He then gives a specimen of an ancient Danish MS. of a date prior to the Reformation, which, “like all MSS. prior” to that event, “differs widely from the present Danish.... It has many inflections now obsolete, but which are to be found only in Old Swedish and Icelandic; many antiquated words and phrases, exempli gratia, then annin,” Icelandic “thann annan.”
He then mentions some words contained in this MS. which are still preserved in “the provinces of Upland, Jutland, and Dalecarlia.”

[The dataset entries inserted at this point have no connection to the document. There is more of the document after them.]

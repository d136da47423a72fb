//! Development server: the HTTP API and one queue worker over in-memory
//! backends, with the demo document from [`light_api::demo`] seeded.

use anyhow::Context;

use light_api::demo::{DEMO_RESOURCE_ID, demo_orchestrator};
use light_infra::OrchestrationConfig;

#[tokio::main]
async fn main() -> anyhow::Result<()> {
    light_observability::init();

    let config = OrchestrationConfig::from_env().context("invalid orchestration config")?;
    let bind_addr = std::env::var("LIGHT_BIND_ADDR").unwrap_or_else(|_| "0.0.0.0:8080".to_string());

    let orchestrator = demo_orchestrator(config).context("failed to seed demo document")?;
    let worker = orchestrator
        .spawn_worker()
        .context("failed to start queue worker")?;

    let app = light_api::app::build_app(orchestrator);

    let listener = tokio::net::TcpListener::bind(&bind_addr)
        .await
        .with_context(|| format!("failed to bind {bind_addr}"))?;

    tracing::info!(
        demo_resource_id = DEMO_RESOURCE_ID,
        "listening on {}",
        listener.local_addr()?
    );

    axum::serve(listener, app)
        .with_graceful_shutdown(async {
            let _ = tokio::signal::ctrl_c().await;
        })
        .await?;

    tracing::info!("shutting down queue worker");
    worker.shutdown();
    Ok(())
}
use axum::http::StatusCode;
use axum::response::{IntoResponse, Response};
use serde_json::json;
use thiserror::Error;

use light_infra::JobError;

#[derive(Debug, Error)]
pub enum ApiError {
    #[error("{0}")]
    BadRequest(String),

    #[error(transparent)]
    Job(#[from] JobError),
}

impl ApiError {
    fn status_and_code(&self) -> (StatusCode, &'static str) {
        match self {
            ApiError::BadRequest(_) => (StatusCode::BAD_REQUEST, "bad_request"),
            ApiError::Job(err) => match err {
                JobError::NotReady(_) => (StatusCode::SERVICE_UNAVAILABLE, "not_ready"),
                JobError::Concurrency(_) | JobError::RetryExhausted { .. } => {
                    (StatusCode::SERVICE_UNAVAILABLE, "conflict")
                }
                JobError::JobNotFound(_) | JobError::PromiseNotFound(_) => {
                    (StatusCode::NOT_FOUND, "not_found")
                }
                JobError::InvariantViolation(_) => {
                    (StatusCode::UNPROCESSABLE_ENTITY, "invariant_violation")
                }
                _ => (StatusCode::INTERNAL_SERVER_ERROR, "job_error"),
            },
        }
    }
}

impl IntoResponse for ApiError {
    fn into_response(self) -> Response {
        let (status, code) = self.status_and_code();
        if status.is_server_error() && status != StatusCode::SERVICE_UNAVAILABLE {
            tracing::error!(error = %self, "request failed");
        }
        json_error(status, code, self.to_string())
    }
}

pub fn json_error(status: StatusCode, code: &'static str, message: impl Into<String>) -> Response {
    (
        status,
        axum::Json(json!({
            "error": code,
            "message": message.into(),
        })),
    )
        .into_response()
}
//! Transactional datastore (optimistic concurrency).

pub mod in_memory;
pub mod r#trait;

pub use in_memory::InMemoryDatastore;
pub use r#trait::{Datastore, DatastoreExt, Key, StoreError, Transaction};
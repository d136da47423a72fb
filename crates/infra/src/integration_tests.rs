//! End-to-end orchestration tests.
//!
//! Tests: root job → steps → child job → notification → fan-in → tree
//!
//! Verifies:
//! - A Google Doc import completes with a collection tree
//! - External authorization resumes a suspended pipeline
//! - Retriable failures (archive export, commit conflicts) are absorbed
//! - Duplicate and early notifications leave the parent consistent
//! - An early notification is consumed once the parent reaches the fan-in

#[cfg(test)]
mod tests {
    use std::sync::Arc;
    use std::time::Duration;

    use light_core::UserId;
    use light_jobs::{
        ChildJobCompletionNotification, CollectionTreeNode, ImportContext, Job, JobState,
        ModuleImportResult,
    };
    use serde_json::json;

    use crate::config::OrchestrationConfig;
    use crate::pipeline::{PromiseKind, StepRun};
    use crate::import::{InMemoryDocumentSource, InMemoryModuleCatalog};
    use crate::queue::{InMemoryTaskQueue, Task, TaskPayload, TaskQueue};
    use crate::retry::RetryPolicy;
    use crate::runtime::Orchestrator;
    use crate::store::InMemoryDatastore;
    use crate::worker::TaskReport;

    struct Harness {
        orchestrator: Orchestrator,
        store: Arc<InMemoryDatastore>,
        queue: Arc<InMemoryTaskQueue>,
        documents: Arc<InMemoryDocumentSource>,
        catalog: Arc<InMemoryModuleCatalog>,
        owner: UserId,
    }

    impl Harness {
        fn new(export_polls: u32) -> Self {
            let config = OrchestrationConfig::default()
                .with_transaction_retry(RetryPolicy::fixed(16, Duration::ZERO))
                .with_queue_retry(RetryPolicy::fixed(5, Duration::ZERO));

            let store = Arc::new(InMemoryDatastore::new());
            let queue = InMemoryTaskQueue::arc();
            let documents = Arc::new(InMemoryDocumentSource::new().with_export_polls(export_polls));
            let catalog = Arc::new(InMemoryModuleCatalog::new());
            documents.add_document("doc-1", "Cell Biology").unwrap();

            let orchestrator = Orchestrator::with_backends(
                config,
                store.clone(),
                queue.clone(),
                documents.clone(),
                catalog.clone(),
            );
            Self {
                orchestrator,
                store,
                queue,
                documents,
                catalog,
                owner: UserId::new(),
            }
        }

        fn start(&self) -> Job {
            self.orchestrator
                .start_google_doc_import("doc-1", self.owner, UserId::new())
                .unwrap()
        }

        fn drain(&self) -> Vec<TaskReport> {
            self.orchestrator.worker().run_until_idle(200).unwrap()
        }

        fn job(&self, job: &Job) -> Job {
            self.orchestrator.manager().get(None, job.id()).unwrap().unwrap()
        }

        fn child(&self, root: &Job) -> Job {
            let children = self.orchestrator.manager().children(root.id()).unwrap();
            assert_eq!(children.len(), 1);
            children.into_iter().next().unwrap()
        }
    }

    fn tree(job: &Job) -> CollectionTreeNode {
        serde_json::from_value(job.response().cloned().unwrap()).unwrap()
    }

    #[test]
    fn authorized_import_builds_collection_tree() {
        let h = Harness::new(0);
        h.documents.grant(h.owner, "doc-1").unwrap();
        let root = h.start();

        h.drain();

        let root = h.job(&root);
        assert_eq!(root.state(), JobState::Complete);
        assert!(root.pending_children.is_empty());
        assert!(root.suspension.is_none());

        let child = h.child(&root);
        assert_eq!(child.state(), JobState::Complete);
        assert_eq!(child.parent_job_id, Some(root.id()));
        assert_eq!(child.root_job_id, Some(root.id()));
        assert_eq!(child.owner_id, h.owner);
        assert_eq!(child.actor_id, root.actor_id);

        let result: ModuleImportResult =
            serde_json::from_value(child.response().cloned().unwrap()).unwrap();
        assert_eq!(result.version, 1);
        assert_eq!(result.title, "Cell Biology");

        let tree = tree(&root);
        assert_eq!(tree.title, "Cell Biology");
        assert_eq!(tree.version, None);
        assert_eq!(tree.children, vec![CollectionTreeNode::leaf(&result)]);

        // Collection module plus the imported module.
        assert_eq!(h.catalog.module_count(), 2);
        let module = h.catalog.module(&result.module_id).unwrap();
        assert!(module.indexed.contains(&1));
        assert!(h.queue.is_empty().unwrap());
        assert!(h.queue.list_dead_letters(10).unwrap().is_empty());
    }

    #[test]
    fn unauthorized_import_waits_for_external_grant() {
        let h = Harness::new(0);
        let root = h.start();

        h.drain();
        let waiting = h.job(&root);
        assert_eq!(waiting.state(), JobState::Enqueued);
        let suspension = waiting.suspension.clone().unwrap();
        assert_eq!(suspension.then, "create_module");
        assert!(h.queue.is_empty().unwrap());

        let handle = suspension.awaiting[0];
        assert!(h.orchestrator.engine().fulfill_external(handle, json!(true)).unwrap());
        // A second grant is a no-op.
        assert!(!h.orchestrator.engine().fulfill_external(handle, json!(true)).unwrap());

        h.drain();
        assert_eq!(h.job(&root).state(), JobState::Complete);
    }

    #[test]
    fn denied_access_stops_the_pipeline() {
        let h = Harness::new(0);
        let root = h.start();
        h.drain();

        let handle = h.job(&root).suspension.unwrap().awaiting[0];
        h.orchestrator.engine().fulfill_external(handle, json!(false)).unwrap();
        let reports = h.drain();

        assert!(reports.iter().any(|r| matches!(
            r,
            TaskReport::DeadLettered { reason, .. } if reason.contains("document access was denied")
        )));
        let root = h.job(&root);
        assert_ne!(root.state(), JobState::Complete);
        assert!(root.last_message().unwrap().starts_with("failed:"));
        assert!(root.child_job_ids.is_empty());
        assert_eq!(h.queue.list_dead_letters(10).unwrap().len(), 1);
    }

    #[test]
    fn pending_archive_export_is_retried() {
        let h = Harness::new(2);
        h.documents.grant(h.owner, "doc-1").unwrap();
        let root = h.start();

        let reports = h.drain();

        let retried = reports
            .iter()
            .filter(|r| matches!(r, TaskReport::Retrying { .. }))
            .count();
        assert_eq!(retried, 2);
        assert_eq!(h.documents.archive_requests(), 1);
        assert_eq!(h.job(&root).state(), JobState::Complete);
    }

    #[test]
    fn commit_conflicts_are_absorbed() {
        let h = Harness::new(0);
        h.documents.grant(h.owner, "doc-1").unwrap();
        let root = h.start();

        h.store.fail_next_commits(5);
        h.drain();

        let root = h.job(&root);
        assert_eq!(root.state(), JobState::Complete);
        assert_eq!(h.catalog.module_count(), 2);
    }

    #[test]
    fn repeated_child_completion_leaves_parent_alone() {
        let h = Harness::new(0);
        h.documents.grant(h.owner, "doc-1").unwrap();
        let root = h.start();
        h.drain();

        let before = h.job(&root);
        let child = h.child(&before);
        let response = child.response().cloned().unwrap();

        h.orchestrator
            .manager()
            .enqueue_complete_job(child.id(), json!("ignored"), "completed again")
            .unwrap();
        let reports = h.drain();
        assert!(matches!(reports.as_slice(), [TaskReport::Done { kind: "child_completed", .. }]));

        let after = h.job(&root);
        assert_eq!(after.response(), before.response());
        assert_eq!(after.state(), JobState::Complete);

        let child = h.job(&child);
        assert_eq!(child.response(), Some(&response));
        assert_eq!(child.last_message(), Some("completed again (already complete)"));
    }

    #[test]
    fn child_finishing_before_fan_in_is_consumed_once_parent_waits() {
        let h = Harness::new(0);
        h.documents.grant(h.owner, "doc-1").unwrap();
        let root = h.start();
        let worker = h.orchestrator.worker();

        // authorize, create_module
        for _ in 0..2 {
            assert!(matches!(worker.process_next().unwrap(), Some(TaskReport::Done { .. })));
        }
        assert_eq!(h.job(&root).state(), JobState::ModuleCreated);

        // The spawn step is slow: its child is created and finishes first.
        let spawn = h.queue.claim_next().unwrap().unwrap();
        let manager = h.orchestrator.manager();
        let handle = manager
            .runner()
            .run(|txn| manager.promises().create(txn, root.id(), PromiseKind::ChildFuture))
            .unwrap();
        let child = manager
            .enqueue_import_job(
                &ImportContext::new("doc-1").with_title("Cell Biology"),
                root.id(),
                root.id(),
                Some(handle),
            )
            .unwrap();

        let first = loop {
            match worker.process_next().unwrap() {
                Some(TaskReport::Done { .. }) => continue,
                other => break other,
            }
        };
        assert!(matches!(first, Some(TaskReport::Retrying { attempt: 1, .. })));
        assert_eq!(h.job(&child).state(), JobState::Complete);

        // Redelivered past the queue's attempt limit while the parent lags.
        for _ in 0..8 {
            assert!(matches!(worker.process_next().unwrap(), Some(TaskReport::Retrying { .. })));
        }
        let parent = h.job(&root);
        assert_eq!(parent.state(), JobState::ModuleCreated);
        assert!(parent.pending_children.contains(&child.id()));
        assert!(h.queue.list_dead_letters(10).unwrap().is_empty());

        let TaskPayload::RunStep { job_id, step, args } = &spawn.payload else {
            panic!("expected the spawn step, got {:?}", spawn.payload);
        };
        let run = h
            .orchestrator
            .engine()
            .run_step(spawn.id, *job_id, step, args.clone())
            .unwrap();
        assert_eq!(run, StepRun::Suspended { then: "assemble_tree".into() });
        h.queue.complete(spawn.id).unwrap();
        assert_eq!(h.job(&root).state(), JobState::WaitingForChildCompleteNotification);

        let reports = h.drain();
        assert!(
            matches!(
                reports.as_slice(),
                [
                    TaskReport::Done { kind: "child_completed", .. },
                    TaskReport::Done { kind: "poll_children", .. },
                    TaskReport::Done { kind: "run_step", .. },
                ]
            ),
            "{reports:?}"
        );

        let root = h.job(&root);
        assert_eq!(root.state(), JobState::Complete);
        assert!(root.pending_children.is_empty());
        assert_eq!(root.child_job_ids, vec![child.id()]);
        assert_eq!(tree(&root).children.len(), 1);
        assert!(h.queue.is_empty().unwrap());
    }

    #[test]
    fn notification_for_enqueued_parent_waits_in_queue() {
        let h = Harness::new(0);
        let root = h.start();
        h.drain();

        // Parent is still in Enqueued, awaiting authorization.
        let child = h.orchestrator.manager().allocate_job_id().unwrap();
        h.queue
            .enqueue(Task::new(TaskPayload::ChildCompleted(
                ChildJobCompletionNotification::new(child, root.id(), json!(null)),
            )))
            .unwrap();

        let reports = h.drain();
        assert!(reports.iter().all(|r| matches!(r, TaskReport::Retrying { .. })));
        assert_eq!(h.job(&root).state(), JobState::Enqueued);
        assert!(h.queue.list_dead_letters(10).unwrap().is_empty());
        assert_eq!(h.queue.stats().unwrap().ready, 1);
    }

    #[test]
    fn purge_removes_jobs_and_promises() {
        let h = Harness::new(0);
        h.documents.grant(h.owner, "doc-1").unwrap();
        let root = h.start();
        h.drain();

        let removed = h.orchestrator.manager().purge_all().unwrap();
        // Root, child and the child's promise.
        assert_eq!(removed, 3);
        assert!(h.orchestrator.manager().get(None, root.id()).unwrap().is_none());
    }
}
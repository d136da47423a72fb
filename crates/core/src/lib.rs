//! `light-core`: identifiers and error primitives shared by every Light crate.
//!
//! This crate contains **pure domain** primitives (no storage or queue concerns).

pub mod entity;
pub mod error;
pub mod id;

pub use entity::Entity;
pub use error::{DomainError, DomainResult};
pub use id::{JobId, PromiseHandle, TaskId, UserId};
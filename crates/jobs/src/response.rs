//! Typed job responses.

use serde::{Deserialize, Serialize};

/// Result of a child module import.
#[derive(Debug, Clone, PartialEq, Eq, Serialize, Deserialize)]
#[serde(rename_all = "camelCase")]
pub struct ModuleImportResult {
    pub module_id: String,
    pub version: u32,
    pub title: String,
}

/// Node of a collection tree, produced by a Google Doc import.
#[derive(Debug, Clone, PartialEq, Eq, Serialize, Deserialize)]
#[serde(rename_all = "camelCase")]
pub struct CollectionTreeNode {
    pub title: String,
    pub module_id: String,
    #[serde(default, skip_serializing_if = "Option::is_none")]
    pub version: Option<u32>,
    #[serde(default, skip_serializing_if = "Vec::is_empty")]
    pub children: Vec<CollectionTreeNode>,
}

impl CollectionTreeNode {
    /// A leaf pointing at one published module version.
    pub fn leaf(module: &ModuleImportResult) -> Self {
        Self {
            title: module.title.clone(),
            module_id: module.module_id.clone(),
            version: Some(module.version),
            children: Vec::new(),
        }
    }
}
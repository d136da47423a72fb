//! Task queue with delayed redelivery and a dead-letter queue.
//!
//! Delivery is at-least-once: a task that is claimed but never acknowledged
//! is redelivered, so every handler must be idempotent.

pub mod store;
pub mod types;

pub use store::{InMemoryTaskQueue, QueueError, TaskQueue};
pub use types::{DeadLetterEntry, QueueStats, Task, TaskPayload};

He next notices an old Swedish document issued by King Magnus Smik, of which he observes: “This, although about a century older, greatly resembles the preceding specimen, and is scarcely distinguishable from the Danish of the same period.... But if we go further back to the language of the old Danish Laws, we there recognize nearly the entire structure of the earliest Swedish, and the Icelandic though not always strictly adhered to, as the language in those unhappy and turbulent times which preceded the Calmar Union, underwent in Denmark what may be termed its fermentation, somewhat earlier than in the other states.”
He then gives a specimen from the Ecclesiastical Laws of Zealand, of which he observes: “The few deviations from the Icelandic bear, for the most part, a strong resemblance to the Swedish.
“But the oldest remains of the Danish language are to be found on our Runic stone monuments, and here at length it perfectly coincides with the earliest Swedish, Norwegian, and Icelandic.
“The Danish is closely allied to the Swedish, and both, in the earliest times, lapse into the Icelandic, which, according to all ancient records, was formerly universal over all the North, and must therefore be considered as the parent of both the modern Scandinavian dialects.”[45]
On the subject of the differences of dialect in the different provinces of the Northern Kingdoms he says that, “In Norway as well as in Denmark one province terminates its verbs [pg 045] in a, another distinguishes all the three genders, while a third has preserved a vast number of old words and inflections which to the others are unintelligible.”
We have thus a proof that even in the provinces of the same kingdom there are differences of “words, grammar, and inflections.” The difference in the number of genders is a very remarkable one.